OXiGENE Receives Notice Related to NASDAQ Minimum Closing Bid Price Rule


SOUTH SAN FRANCISCO, Calif., June 27, 2012 (GLOBE NEWSWIRE) -- OXiGENE, Inc. (Nasdaq:OXGN), a clinical-stage biopharmaceutical company developing novel therapeutics to treat cancer, announced it has received a notice from the Listing Qualifications Department of the NASDAQ Stock Market indicating that, for the last 30 consecutive business days, the bid price for the Company's common stock had closed below the minimum $1.00 per share required for continued inclusion on The NASDAQ Capital Market under NASDAQ Listing Rule 5550(a)(2). The notification letter states that pursuant to NASDAQ Listing Rule 5810(c)(3)(A) the Company will be afforded 180 calendar days, or until December 24, 2012 to regain compliance with the minimum closing bid price requirement. In order to regain compliance, shares of the Company's common stock must maintain a minimum closing bid price of at least $1.00 per share for a minimum of ten consecutive business days. If the Company does not regain compliance by December 24, 2012, NASDAQ will provide written notification to the Company that the Company's common stock will be delisted. At that time, the Company may appeal NASDAQ's delisting determination to a NASDAQ Listing Qualifications Panel. If the Company satisfies all of the requirements for listing on The NASDAQ Capital Market set forth in NASDAQ Listing Rule 5505, other than the minimum bid price requirement, the Company may be eligible for an additional 180 day grace period. The notification letter has no effect at this time on the listing of the Company's common stock on The NASDAQ Capital Market.

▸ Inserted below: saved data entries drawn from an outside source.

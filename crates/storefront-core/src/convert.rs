// ── API-to-domain type conversions ──
//
// Bridges raw `storefront_api` response types into canonical
// `storefront_core::model` domain types, and filters into queries.

use storefront_api::{
    CategoryResponse, LoginResponse, ProductListResponse, ProductQuery, ProductResponse,
    UserResponse,
};

use crate::model::{Category, FilterState, Product, ProductId, ProductPage, Session, User};

/// Treat empty strings from the service as absent.
fn non_empty(raw: Option<String>) -> Option<String> {
    raw.filter(|s| !s.trim().is_empty())
}

impl From<ProductResponse> for Product {
    fn from(p: ProductResponse) -> Self {
        Self {
            id: ProductId::from(p.id),
            name: p.name,
            price: p.price,
            description: non_empty(p.description),
            category: non_empty(p.category),
            image_url: non_empty(p.image_url),
        }
    }
}

impl From<CategoryResponse> for Category {
    fn from(c: CategoryResponse) -> Self {
        Self {
            id: c.id,
            name: c.name,
            image_url: non_empty(c.image_url),
        }
    }
}

impl From<UserResponse> for User {
    fn from(u: UserResponse) -> Self {
        Self {
            id: u.id,
            name: non_empty(u.name),
            email: u.email,
        }
    }
}

impl From<LoginResponse> for Session {
    fn from(resp: LoginResponse) -> Self {
        Self {
            user: resp.user.into(),
            token: resp.token.into(),
        }
    }
}

/// Build the wire query for `filter` at the given page size.
pub(crate) fn product_query(filter: &FilterState, limit: u32) -> ProductQuery {
    ProductQuery {
        page: filter.page(),
        limit,
        category: filter.category.clone(),
        sort: filter.sort.map(|s| s.to_string()),
        keyword: filter.keyword.clone(),
    }
}

/// Decode one page of results for the request that produced it.
pub(crate) fn product_page(resp: ProductListResponse, filter: &FilterState, limit: u32) -> ProductPage {
    let has_more = resp.has_more_after(filter.page(), limit);
    ProductPage {
        items: resp.products.into_iter().map(Product::from).collect(),
        has_more,
    }
}

#[cfg(test)]
mod tests {
    use super::*;
    use crate::model::SortOrder;

    #[test]
    fn query_carries_every_constraint() {
        let filter = FilterState::for_category("shoes")
            .with_sort(Some(SortOrder::PriceAsc))
            .with_keyword("boots")
            .with_page(3);

        let query = product_query(&filter, 20);

        assert_eq!(query.page, 3);
        assert_eq!(query.limit, 20);
        assert_eq!(query.category.as_deref(), Some("shoes"));
        assert_eq!(query.sort.as_deref(), Some("price-asc"));
        assert_eq!(query.keyword.as_deref(), Some("boots"));
    }

    #[test]
    fn blank_optional_fields_become_none() {
        let product = Product::from(ProductResponse {
            id: "p1".into(),
            name: "Runner".into(),
            price: 10.0,
            description: Some(String::new()),
            category: Some("  ".into()),
            image_url: None,
        });
        assert_eq!(product.id.as_str(), "p1");
        assert!(product.description.is_none());
        assert!(product.category.is_none());
    }
}
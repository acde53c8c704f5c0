// ── Authentication state ──
//
// `reduce` is a pure (state, event) -> state function. `Authenticator`
// wraps it around an `AuthService` and publishes the state through a
// `watch` channel.

use secrecy::SecretString;
use serde::Deserialize;
use tokio::sync::watch;
use tracing::{debug, info, warn};

use crate::error::CoreError;
use crate::model::{Session, User};
use crate::source::AuthService;

/// Authentication status. Mutated only through [`reduce`].
#[derive(Debug, Clone)]
pub struct AuthState {
    pub user: Option<User>,
    pub token: Option<SecretString>,
    pub loading: bool,
    pub error: Option<String>,
}

impl Default for AuthState {
    /// Unauthenticated, with a check pending.
    fn default() -> Self {
        Self {
            user: None,
            token: None,
            loading: true,
            error: None,
        }
    }
}

impl AuthState {
    pub fn is_authenticated(&self) -> bool {
        self.user.is_some()
    }
}

/// Events accepted by [`reduce`].
#[derive(Debug, Clone)]
pub enum AuthEvent {
    /// A sign-in attempt began.
    AttemptStarted,
    SetUser { user: User, token: SecretString },
    SetAuthError { message: String },
    ClearError,
    /// Anything else; leaves the state unchanged.
    Unknown,
}

impl AuthEvent {
    /// Decode a `{ "type": ..., "payload": ... }` action. Unrecognised
    /// or malformed actions decode to [`AuthEvent::Unknown`].
    pub fn decode(action: serde_json::Value) -> Self {
        match serde_json::from_value::<WireAction>(action) {
            Ok(action) => action.into(),
            Err(e) => {
                debug!(error = %e, "undecodable auth action");
                Self::Unknown
            }
        }
    }
}

impl From<Session> for AuthEvent {
    fn from(session: Session) -> Self {
        Self::SetUser {
            user: session.user,
            token: session.token,
        }
    }
}

#[derive(Deserialize)]
#[serde(tag = "type", content = "payload", rename_all = "SCREAMING_SNAKE_CASE")]
enum WireAction {
    AttemptStarted,
    SetUser { user: User, token: String },
    SetAuthError(String),
    ClearError,
    #[serde(other)]
    Unknown,
}

impl From<WireAction> for AuthEvent {
    fn from(action: WireAction) -> Self {
        match action {
            WireAction::AttemptStarted => Self::AttemptStarted,
            WireAction::SetUser { user, token } => Self::SetUser {
                user,
                token: token.into(),
            },
            WireAction::SetAuthError(message) => Self::SetAuthError { message },
            WireAction::ClearError => Self::ClearError,
            WireAction::Unknown => Self::Unknown,
        }
    }
}

/// Pure state transition.
pub fn reduce(state: AuthState, event: AuthEvent) -> AuthState {
    match event {
        AuthEvent::AttemptStarted => AuthState {
            loading: true,
            error: None,
            ..state
        },
        AuthEvent::SetUser { user, token } => AuthState {
            user: Some(user),
            token: Some(token),
            loading: false,
            ..state
        },
        AuthEvent::SetAuthError { message } => AuthState {
            error: Some(message),
            loading: false,
            ..state
        },
        AuthEvent::ClearError => AuthState {
            error: None,
            ..state
        },
        AuthEvent::Unknown => state,
    }
}

// ── Authenticator ────────────────────────────────────────────────

/// Drives sign-in against an [`AuthService`], publishing [`AuthState`].
pub struct Authenticator<A> {
    service: A,
    state: watch::Sender<AuthState>,
}

impl<A: AuthService> Authenticator<A> {
    pub fn new(service: A) -> Self {
        let (state, _) = watch::channel(AuthState::default());
        Self { service, state }
    }

    pub fn snapshot(&self) -> AuthState {
        self.state.borrow().clone()
    }

    pub fn subscribe(&self) -> watch::Receiver<AuthState> {
        self.state.subscribe()
    }

    pub fn dispatch(&self, event: AuthEvent) {
        self.state
            .send_modify(|state| *state = reduce(std::mem::take(state), event));
    }

    /// Attempt a sign-in. The outcome is dispatched before it is returned.
    pub async fn sign_in(&self, email: &str, password: &SecretString) -> Result<User, CoreError> {
        self.dispatch(AuthEvent::AttemptStarted);
        match self.service.login(email, password).await {
            Ok(session) => {
                let user = session.user.clone();
                info!(email = %user.email, "signed in");
                self.dispatch(session.into());
                Ok(user)
            }
            Err(e) => {
                warn!(error = %e, "sign-in failed");
                self.dispatch(AuthEvent::SetAuthError {
                    message: e.to_string(),
                });
                Err(e)
            }
        }
    }
}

OXiGENE intends to actively monitor the bid price for its common stock during the 180-day compliance period. During this period, OXiGENE intends to continue to pursue and execute on strategies that are designed to enhance the value of its assets, in particular, its plans to advance its lead product candidate ZYBRESTAT® to a pivotal Phase 3 program in anaplastic thyroid cancer (ATC). The Company believes that focusing on advancing its ATC program toward registration, while leveraging the market incentives for orphan indications, represents the most promising near-term opportunity for value creation.

The Company is also maintaining a secondary focus on ongoing programs, such as its Phase 2 program in advanced ovarian cancer in collaboration with the Gynecologic Oncology Group, and its OXi4503 program in acute myelogenous leukemia (AML), which could also represent meaningful longer-term opportunities. Most recently, OXiGENE in-licensed rights to a promising program in neuroendocrine tumors, an orphan cancer indication that represents a large and growing market opportunity, with the goal of advancing ZYBRESTAT to a Phase 2 program in the near term. The Company is also taking steps to shore up its cash position and fund its clinical programs through key inflection points. OXiGENE's concentration on small, niche, orphan indications is consistent with its strategy of focusing on programs that may represent meaningful clinical breakthroughs for patients, significant commercial opportunities for the Company and value creating events for its investors.

About OXiGENE

OXiGENE is a clinical-stage biopharmaceutical company developing novel therapeutics to treat cancer. The Company's major focus is developing vascular disrupting agents (VDAs) that selectively disrupt abnormal blood vessels associated with solid tumor progression. OXiGENE is dedicated to leveraging its intellectual property and therapeutic development expertise to bring life-extending and life-enhancing medicines to patients.

The OXiGENE, Inc. logo is available at http://www.globenewswire.com/newsroom/prs/?pkgid=4969

Safe Harbor Statement

This news release contains "forward-looking statements" within the meaning of the Private Securities Litigation Reform Act of 1995. Any or all of the forward-looking statements in this press release, which include the timing of advancement, outcomes, and regulatory guidance relative to our clinical programs and achievement of our business and financing objectives may turn out to be wrong. Forward-looking statements can be affected by inaccurate assumptions OXiGENE might make or by known or unknown risks and uncertainties, including, but not limited to, the inherent risks of drug development and regulatory review and the availability of additional financing to continue development of our programs. Additional information concerning factors that could cause actual results to materially differ from those in the forward-looking statements is contained in OXiGENE's reports to the Securities and Exchange Commission, including OXiGENE's reports on Form 10-K, 10-Q and 8-K. However, OXiGENE undertakes no obligation to publicly update forward-looking statements, whether because of new information, future events or otherwise. Please refer to our Annual Report on Form 10-K for the fiscal year ended December 31, 2011.